Enquanto as ações tramitam na Justiça, os réus seguem suas vidas livremente. Bruno Valverde saiu de Londrina e está dando aula em uma universidade em outro estado. ''Ele tem mestrado em direito'', disse seu advogado, Vinícius Borba. ''Ele está respondendo às ações, não nega as acusações, mas vamos tentar obter para ele a pena mais justa, que é colaborador das investigações.'' Bruno se afastou do Instituto Atlântico em setembro do ano passado, mas a entidade continua prestando serviços a órgãos públicos, como ao município de Cambé. Sobraram ao instituto ações trabalhistas, já que a Prefeitura de Londrina reteve parte dos pagamentos após a operação do MP.
Os diretores do Instituto Gálatas, segundo o advogado André Cunha, continuam atuando na entidade. ''O Gálatas tem projetos nas áreas de saúde e educação em várias cidades, mas não atua mais em Londrina'', revelou Cunha. O Gálatas moveu ação contra o município cobrando R$ 900 mil de recursos que não teriam sido repassados durante a vigência do contrato. O instituto também tem débitos trabalhistas, principalmente com médicos.

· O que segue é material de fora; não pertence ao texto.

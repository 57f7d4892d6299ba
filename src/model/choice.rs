//! Onboarding flow definitions
//!
//! A flow is an ordered list of single-choice steps. Each step names the
//! profile field it answers and the options offered for it.

use crate::error::FlowError;
use serde::{Deserialize, Serialize};
use std::collections::HashSet;

/// One selectable choice. The label is looked up as `<ns>:options.<value>`.
#[derive(Debug, Clone, PartialEq, Eq, Serialize, Deserialize)]
pub struct ChoiceOption {
    pub value: String,
}

#[cfg(test)]
impl ChoiceOption {
    pub fn new(value: impl Into<String>) -> Self {
        Self {
            value: value.into(),
        }
    }
}

/// A single-choice question
#[derive(Debug, Clone, PartialEq, Eq, Serialize, Deserialize)]
pub struct StepDefinition {
    /// Translation namespace for title, question and option labels
    pub ns: String,
    /// Profile field this step writes
    pub choice_key: String,
    pub options: Vec<ChoiceOption>,
}

impl StepDefinition {
    pub fn has_option(&self, value: &str) -> bool {
        self.options.iter().any(|o| o.value == value)
    }

    pub fn option_index(&self, value: &str) -> Option<usize> {
        self.options.iter().position(|o| o.value == value)
    }
}

/// Ordered list of onboarding steps
#[derive(Debug, Clone, PartialEq, Eq, Serialize, Deserialize)]
pub struct OnboardingFlow {
    pub steps: Vec<StepDefinition>,
}

impl OnboardingFlow {
    /// Parse and validate a flow from YAML
    pub fn from_yaml_str(contents: &str) -> Result<Self, FlowError> {
        let flow: OnboardingFlow = serde_yaml::from_str(contents)?;
        flow.validate()?;
        Ok(flow)
    }

    pub fn validate(&self) -> Result<(), FlowError> {
        if self.steps.is_empty() {
            return Err(FlowError::Empty);
        }

        let mut keys = HashSet::new();
        for step in &self.steps {
            if !keys.insert(step.choice_key.as_str()) {
                return Err(FlowError::DuplicateChoiceKey(step.choice_key.clone()));
            }
            if step.options.is_empty() {
                return Err(FlowError::NoOptions {
                    choice_key: step.choice_key.clone(),
                });
            }
            let mut values = HashSet::new();
            for option in &step.options {
                if !values.insert(option.value.as_str()) {
                    return Err(FlowError::DuplicateOption {
                        choice_key: step.choice_key.clone(),
                        value: option.value.clone(),
                    });
                }
            }
        }
        Ok(())
    }

    pub fn len(&self) -> usize {
        self.steps.len()
    }
}

#[cfg(test)]
mod tests {
    use super::*;

    const FLOW: &str = r#"
steps:
  - ns: color
    choice_key: color
    options:
      - value: red
      - value: blue
  - ns: diet
    choice_key: diet
    options:
      - value: vegan
"#;

    #[test]
    fn test_parse_flow() {
        let flow = OnboardingFlow::from_yaml_str(FLOW).unwrap();
        assert_eq!(flow.len(), 2);
        assert_eq!(flow.steps[0].options[1], ChoiceOption::new("blue"));
        assert_eq!(flow.steps[0].option_index("blue"), Some(1));
        assert!(!flow.steps[1].has_option("red"));
    }

    #[test]
    fn test_empty_flow_rejected() {
        let result = OnboardingFlow::from_yaml_str("steps: []");
        assert!(matches!(result, Err(FlowError::Empty)));
    }

    #[test]
    fn test_duplicate_option_rejected() {
        let yaml = r#"
steps:
  - ns: a
    choice_key: a
    options: [{ value: x }, { value: x }]
"#;
        let result = OnboardingFlow::from_yaml_str(yaml);
        assert!(matches!(result, Err(FlowError::DuplicateOption { .. })));
    }

    #[test]
    fn test_duplicate_choice_key_rejected() {
        let yaml = r#"
steps:
  - { ns: a, choice_key: same, options: [{ value: x }] }
  - { ns: b, choice_key: same, options: [{ value: y }] }
"#;
        let result = OnboardingFlow::from_yaml_str(yaml);
        assert!(matches!(result, Err(FlowError::DuplicateChoiceKey(k)) if k == "same"));
    }

    #[test]
    fn test_step_without_options_rejected() {
        let yaml = "steps:\n  - { ns: a, choice_key: a, options: [] }\n";
        let result = OnboardingFlow::from_yaml_str(yaml);
        assert!(matches!(result, Err(FlowError::NoOptions { .. })));
    }

    #[test]
    fn test_malformed_yaml_is_parse_error() {
        let result = OnboardingFlow::from_yaml_str("steps: {");
        assert!(matches!(result, Err(FlowError::Parse(_))));
    }
}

O ex-conselheiro Marcos Ratto, que teria exigido propina para induzir membros do Conselho de Saúde a aprovar a contratação dos institutos, voltou ao cargo de secretário geral do Sindicato dos Servidores Públicos Municipais (Sindserv) após obter decisão judicial. ''O sindicato não recorreu por entender que não tínhamos embasamento jurídico, já que os fatos atribuídos a ele não têm relação com o sindicato'', disse o presidente do Sindserv, Marcelo Urbaneja.
O outro ex-conselheiro de saúde, Joel Tadeu, voltou às suas atividades de técnico de contabilidade, informou seu advogado, André Salvador. ''Ele ficou muito abatido, pois permaneceu preso 60 dias sendo inocente'', defendeu. Joel tem sido visto frequentemente no programa ''Prefeitura nos Bairros'', visita semanal que o prefeito faz a bairros da cidade.
Fidélis Canguçu retornou a Arapongas, cidade onde morava antes de ser convidado por Barbosa para ocupar o cargo de procurador jurídico da CMTU e, posteriormente, ser promovido a procurador-geral do município. Atualmente reside em Apucarana. No dia de sua prisão, o prefeito o exonerou, alegando ter sido traído pelo então procurador. Fidélis ficou preso quase dois meses. Depois disso, ele foi acusado de improbidade administrativa em três ações civis públicas movidas pelo MP. (L.C.)